- [Assigned task]:
In the entries below, the lines from the one with "essay's detail view." through the one with "let saved = with_store_conn(|conn|" are to be copied exactly; both ends count.

- [Data for review]:
/// Argument generation envelope.
#[derive(Debug, Clone, PartialEq, Eq)]
pub struct ArgumentResponse {
    /// False when the theme was rejected before any request.
    pub accepted: bool,
    /// Generated essay, or the fixed failure text.
    pub text: String,
    pub notice: Option<NoticeItem>,
}

/// Loads the saved-essay grid as on screen focus.
///
/// # FFI contract
/// - Sync call, DB-backed execution.
/// - Unreadable storage renders as the empty placeholder.
#[flutter_rust_bridge::frb(sync)]
pub fn essays_grid() -> EssayGridResponse {
    let view = match with_essay_list(|presenter| presenter.view()) {
        Ok(view) => view,
        Err(notice) => {
            return EssayGridResponse {
                rows: Vec::new(),
                empty_message: Some(notice.message),
            }
        }
    };

    match view {
        EssayListView::Empty { message } => EssayGridResponse {
            rows: Vec::new(),
            empty_message: Some(message.to_string()),
        },
        EssayListView::Grid { rows } => EssayGridResponse {
            rows: rows
                .into_iter()
                .map(|row| EssayRowItem {
                    left: to_card_item(row.left),
                    right: row.right.map(to_card_item),
                })
                .collect(),
            empty_message: None,
        },
    }
}

/// Navigation request opening one essay's detail view.
///
/// Returns `None` when the id is unknown.
#[flutter_rust_bridge::frb(sync)]
pub fn essay_open(id: String) -> Option<NavigationItem> {
    with_essay_list(|presenter| presenter.open(id.as_str()))
        .ok()
        .flatten()
        .map(NavigationItem::from)
}

/// Appends a new essay written in an editor screen.
///
/// `id = None` generates a fresh id.
///
/// # FFI contract
/// - Sync call, DB-backed execution.
/// - Never panics; duplicate or blank ids return a failure envelope.
#[flutter_rust_bridge::frb(sync)]
pub fn essay_save(id: Option<String>, title: String, text: String) -> EssayActionResponse {
    let record = match id {
        Some(id) => match EssayRecord::with_id(id, title, text) {
            Ok(record) => record,
            Err(err) => {
                let err = StoreError::from(err);
                return EssayActionResponse::failure(report_failure(
                    err.kind(),
                    "ffi",
                    "essay_save",
                    &err,
                ));
            }
        },
        None => EssayRecord::new(title, text),
    };

    let saved = with_store_conn(|conn| {
        EssayStore::new(SqliteKvStore::new(conn))
            .save(&record)
            .map_err(|err| report_failure(err.kind(), "ffi", "essay_save", &err))
    })
    .and_then(|result| result);

    match saved {
        Ok(()) => {
            EssayActionResponse::success(record.id, UserNotice::info(SAVED_TITLE, SAVED_MESSAGE))
        }
        Err(notice) => EssayActionResponse::failure(notice),
    }
}

/// Deletes one essay; the shell reloads the grid afterwards.
#[flutter_rust_bridge::frb(sync)]
pub fn essay_delete(id: String) -> EssayActionResponse {
    match with_essay_list(|presenter| presenter.delete(id.as_str())) {
        Ok(notice) if !notice.is_error() => EssayActionResponse::success(id, notice),
        Ok(notice) | Err(notice) => EssayActionResponse::failure(notice),
    }
}

/// Writes `{title}.txt` for a saved essay into `documents_dir`.
///
/// # FFI contract
/// - Sync call, file-system bound.
/// - The shell presents the share sheet for the returned path.
#[flutter_rust_bridge::frb(sync)]
pub fn essay_export_file(id: String, documents_dir: String) -> ExportFileResponse {
    let written = find_essay(id.as_str()).and_then(|essay| {
        write_export_file(Path::new(documents_dir.trim()), &essay.title, &essay.text)
            .map_err(|err| report_failure(FailureKind::FileExport, "ffi", "essay_export", &err))
    });

    match written {
        Ok(path) => {
            info!("event=essay_export module=ffi status=ok target=file");
            ExportFileResponse {
                ok: true,
                path: Some(path.to_string_lossy().into_owned()),
                notice: UserNotice::info(EXPORT_SUCCESS_TITLE, EXPORT_SUCCESS_MESSAGE).into(),
            }
        }
        Err(notice) => ExportFileResponse {
            ok: false,
            path: None,
            notice: notice.into(),
        },
    }
}

/// Builds the download payload for a saved essay in browser-style hosts.
#[flutter_rust_bridge::frb(sync)]
pub fn essay_export_bytes(id: String) -> ExportBytesResponse {
    let built = find_essay(id.as_str()).and_then(|essay| {
        build_export_file(&essay.title, &essay.text)
            .map_err(|err| report_failure(FailureKind::FileExport, "ffi", "essay_export", &err))
    });

    match built {
        Ok(file) => {
            info!("event=essay_export module=ffi status=ok target=bytes");
            ExportBytesResponse {
                ok: true,
                file_name: file.file_name,
                mime: EXPORT_MIME.to_string(),
                bytes: file.contents,
                notice: None,
            }
        }
        Err(notice) => ExportBytesResponse {
            ok: false,
            file_name: String::new(),
            mime: EXPORT_MIME.to_string(),
            bytes: Vec::new(),
            notice: Some(notice.into()),
        },
    }
}

/// Template grid column count for a viewport width.
#[flutter_rust_bridge::frb(sync)]
pub fn template_columns(width: f64) -> u32 {
    u32::try_from(template_columns_inner(width)).unwrap_or(1)
}

/// Fetches the template list once, as on picker mount.
///
/// # FFI contract
/// - Async call; FRB runs it off the UI isolate.
/// - Never panics; a failed fetch returns no items and an error notice.
pub async fn templates_fetch() -> TemplateListResponse {
    match backend_client() {
        Ok(backend) => load_templates(&backend).await,
        Err(notice) => TemplateListResponse {
            items: Vec::new(),
            notice: Some(notice.into()),
        },
    }
}

/// Requests an argumentative essay for `theme`.
///
/// # FFI contract
/// - Async call; FRB runs it off the UI isolate.
/// - A blank theme is rejected without a request.
pub async fn argument_generate(theme: String) -> ArgumentResponse {
    match backend_client() {
        Ok(backend) => compose_argument(&backend, theme).await,
        Err(notice) => ArgumentResponse {
            accepted: true,
            text: GENERATION_FAILED_TEXT.to_string(),
            notice: Some(notice.into()),
        },
    }
}

async fn load_templates(backend: &BackendClient) -> TemplateListResponse {
    let mut picker = TemplatePicker::new();
    picker.mount(backend).await;
    TemplateListResponse {
        items: picker
            .templates()
            .iter()
            .map(|template| TemplateItem {
                id: template.id.clone(),
                title: template.title.clone(),
                image_url: template.image_url.clone(),
                body_text: template.body_text.clone(),
            })
            .collect(),
        notice: picker.notice().cloned().map(NoticeItem::from),
    }
}

async fn compose_argument(backend: &BackendClient, theme: String) -> ArgumentResponse {
    let mut composer = ArgumentComposer::new();
    composer.on_focus();
    composer.set_theme(theme);

    match composer.submit(backend).await {
        Ok(()) => ArgumentResponse {
            accepted: true,
            text: composer.response().to_string(),
            notice: None,
        },
        Err(SubmitRejected::EmptyTheme(notice)) => ArgumentResponse {
            accepted: false,
            text: String::new(),
            notice: Some(notice.into()),
        },
        Err(SubmitRejected::Busy) => ArgumentResponse {
            accepted: false,
            text: String::new(),
            notice: None,
        },
    }
}

fn core_config() -> &'static CoreConfig {
    CORE_CONFIG.get_or_init(CoreConfig::from_env)
}

fn with_store_conn<T>(f: impl FnOnce(&Connection) -> T) -> Result<T, UserNotice> {
    let conn = open_db(&core_config().db_path).map_err(|err| {
        report_failure(
            FailureKind::StorageRead,
            "ffi",
            "store_open",
            &KvError::from(err),
        )
    })?;
    Ok(f(&conn))
}

fn with_essay_list<T>(
    f: impl FnOnce(&mut EssayListPresenter<SqliteKvStore<'_>>) -> T,
) -> Result<T, UserNotice> {
    with_store_conn(|conn| {
        let mut presenter = EssayListPresenter::new(EssayStore::new(SqliteKvStore::new(conn)));
        presenter.on_focus();
        f(&mut presenter)
    })
}

fn backend_client() -> Result<BackendClient, UserNotice> {
    BackendClient::from_config(core_config())
        .map_err(|err| report_failure(err.kind(), "ffi", "backend_init", &err))
}

fn find_essay(id: &str) -> Result<EssayRecord, UserNotice> {
    let found = with_store_conn(|conn| {
        EssayStore::new(SqliteKvStore::new(conn))
            .get(id)
            .map_err(|err| report_failure(err.kind(), "ffi", "essay_get", &err))
    })??;
    found.ok_or_else(|| UserNotice::error(ERROR_NOTICE_TITLE, FailureKind::FileExport.user_message()))
}

fn to_card_item(card: EssayCard) -> EssayCardItem {
    EssayCardItem {
        id: card.id,
        title: card.title,
        summary: card.summary,
    }
}

#[cfg(test)]
mod tests {
    use super::{
        argument_generate, compose_argument, core_version, essay_delete, essay_export_bytes,
        essay_export_file, essay_open, essay_save, essays_grid, init_logging, load_templates,
        ping, template_columns,
    };
    use essaydesk_core::service::argument::GENERATION_FAILED_TEXT;
    use essaydesk_core::BackendClient;
    use std::net::TcpListener;
    use std::sync::Mutex;
    use std::time::{Duration, SystemTime, UNIX_EPOCH};

    // Save and delete rewrite one shared key.
    static STORE_LOCK: Mutex<()> = Mutex::new(());

    #[test]
    fn ping_returns_pong() {
        assert_eq!(ping(), "pong");
    }

    #[test]
    fn version_is_not_empty() {
        assert!(!core_version().is_empty());
    }

    #[test]
    fn init_logging_rejects_empty_log_dir() {
        let error = init_logging("info".to_string(), String::new());
        assert!(!error.is_empty());
    }

    #[test]
    fn init_logging_rejects_unsupported_level() {
        let error = init_logging("verbose".to_string(), "tmp/logs".to_string());
        assert!(!error.is_empty());
    }

    #[test]
    fn saved_essay_shows_up_in_grid_and_opens() {
        let _guard = STORE_LOCK.lock().unwrap_or_else(|poisoned| poisoned.into_inner());
        let token = unique_token("grid");
        let saved = essay_save(None, format!("Título {token}"), "corpo".to_string());
        assert!(saved.ok, "{}", saved.notice.message);
        let id = saved.essay_id.expect("saved essay should return essay_id");

        let grid = essays_grid();
        assert!(grid.empty_message.is_none());
        let first = &grid.rows[0].left;
        assert_eq!(first.id, id);
        assert_eq!(first.title, format!("Título {token}"));

        let nav = essay_open(id.clone()).expect("saved essay should open");
        assert_eq!(nav.path, "/visualizacao");
        assert!(nav
            .params
            .iter()
            .any(|param| param.key == "id" && param.value == id));

        assert!(essay_delete(id).ok);
    }

    #[test]
    fn essay_save_rejects_duplicate_and_blank_ids() {
        let _guard = STORE_LOCK.lock().unwrap_or_else(|poisoned| poisoned.into_inner());
        let id = unique_token("dup");
        assert!(essay_save(Some(id.clone()), "a".to_string(), "b".to_string()).ok);

        let duplicate = essay_save(Some(id.clone()), "c".to_string(), "d".to_string());
        assert!(!duplicate.ok);
        assert!(duplicate.notice.is_error);

        let blank = essay_save(Some("  ".to_string()), "c".to_string(), "d".to_string());
        assert!(!blank.ok);

        assert!(essay_delete(id).ok);
    }

    #[test]
    fn deleted_essay_no_longer_opens() {
        let _guard = STORE_LOCK.lock().unwrap_or_else(|poisoned| poisoned.into_inner());
        let id = unique_token("delete");
        assert!(essay_save(Some(id.clone()), "t".to_string(), "x".to_string()).ok);

        let deleted = essay_delete(id.clone());
        assert!(deleted.ok);
        assert_eq!(deleted.notice.title, "Excluído");
        assert!(essay_open(id).is_none());
    }

    #[test]
    fn export_file_writes_title_named_text_file() {
        let _guard = STORE_LOCK.lock().unwrap_or_else(|poisoned| poisoned.into_inner());
        let dir = tempfile::tempdir().expect("tempdir");
        let id = unique_token("export");
        assert!(essay_save(Some(id.clone()), "Minha".to_string(), "ção\n".to_string()).ok);

        let exported = essay_export_file(id.clone(), dir.path().to_string_lossy().into_owned());
        assert!(exported.ok, "{}", exported.notice.message);
        let path = exported.path.expect("export should return path");
        assert!(path.ends_with("Minha.txt"));
        assert_eq!(std::fs::read(&path).unwrap(), "ção\n".as_bytes());

        let bytes = essay_export_bytes(id.clone());
        assert!(bytes.ok);
        assert_eq!(bytes.file_name, "Minha.txt");
        assert_eq!(bytes.mime, "text/plain");
        assert_eq!(bytes.bytes, "ção\n".as_bytes());

        assert!(essay_delete(id).ok);
    }

    #[test]
    fn export_of_unknown_essay_fails_with_notice() {
        let response = essay_export_bytes(unique_token("missing"));
        assert!(!response.ok);
        let notice = response.notice.expect("failure should carry a notice");
        assert!(notice.is_error);
        assert_eq!(notice.message, "Não foi possível baixar o arquivo.");
    }

    #[test]
    fn template_columns_follow_breakpoints() {
        assert_eq!(template_columns(480.0), 1);
        assert_eq!(template_columns(768.0), 2);
        assert_eq!(template_columns(1024.0), 4);
    }

    #[tokio::test]
    async fn argument_generate_rejects_blank_theme_without_request() {
        let response = argument_generate("   ".to_string()).await;
        assert!(!response.accepted);
        let notice = response.notice.expect("blank theme should be explained");
        assert_eq!(notice.message, "Por favor, insira um tema.");
    }

    #[tokio::test]
    async fn unreachable_backend_yields_empty_templates_and_notice() {
        let response = load_templates(&closed_port_client()).await;
        assert!(response.items.is_empty());
        let notice = response.notice.expect("failed fetch should carry a notice");
        assert!(notice.is_error);
    }

    #[tokio::test]
    async fn unreachable_backend_degrades_generation_to_fixed_text() {
        let response = compose_argument(&closed_port_client(), "energia".to_string()).await;
        assert!(response.accepted);
        assert_eq!(response.text, GENERATION_FAILED_TEXT);
    }

    fn closed_port_client() -> BackendClient {
        let listener = TcpListener::bind("127.0.0.1:0").expect("bind ephemeral port");
        let addr = listener.local_addr().expect("local addr");
        drop(listener);
        BackendClient::new(&format!("http://{addr}"), Duration::from_secs(2)).expect("client")
    }

    fn unique_token(prefix: &str) -> String {
        let nanos = SystemTime::now()
            .duration_since(UNIX_EPOCH)
            .expect("system time should be after unix epoch")
            .as_nanos();
        format!("{prefix}-{}-{nanos}", std::process::id())
    }
}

- [Solution for this task]:
/// Navigation request opening one essay's detail view.
///
/// Returns `None` when the id is unknown.
#[flutter_rust_bridge::frb(sync)]
pub fn essay_open(id: String) -> Option<NavigationItem> {
    with_essay_list(|presenter| presenter.open(id.as_str()))
        .ok()
        .flatten()
        .map(NavigationItem::from)
}

/// Appends a new essay written in an editor screen.
///
/// `id = None` generates a fresh id.
///
/// # FFI contract
/// - Sync call, DB-backed execution.
/// - Never panics; duplicate or blank ids return a failure envelope.
#[flutter_rust_bridge::frb(sync)]
pub fn essay_save(id: Option<String>, title: String, text: String) -> EssayActionResponse {
    let record = match id {
        Some(id) => match EssayRecord::with_id(id, title, text) {
            Ok(record) => record,
            Err(err) => {
                let err = StoreError::from(err);
                return EssayActionResponse::failure(report_failure(
                    err.kind(),
                    "ffi",
                    "essay_save",
                    &err,
                ));
            }
        },
        None => EssayRecord::new(title, text),
    };

    let saved = with_store_conn(|conn| {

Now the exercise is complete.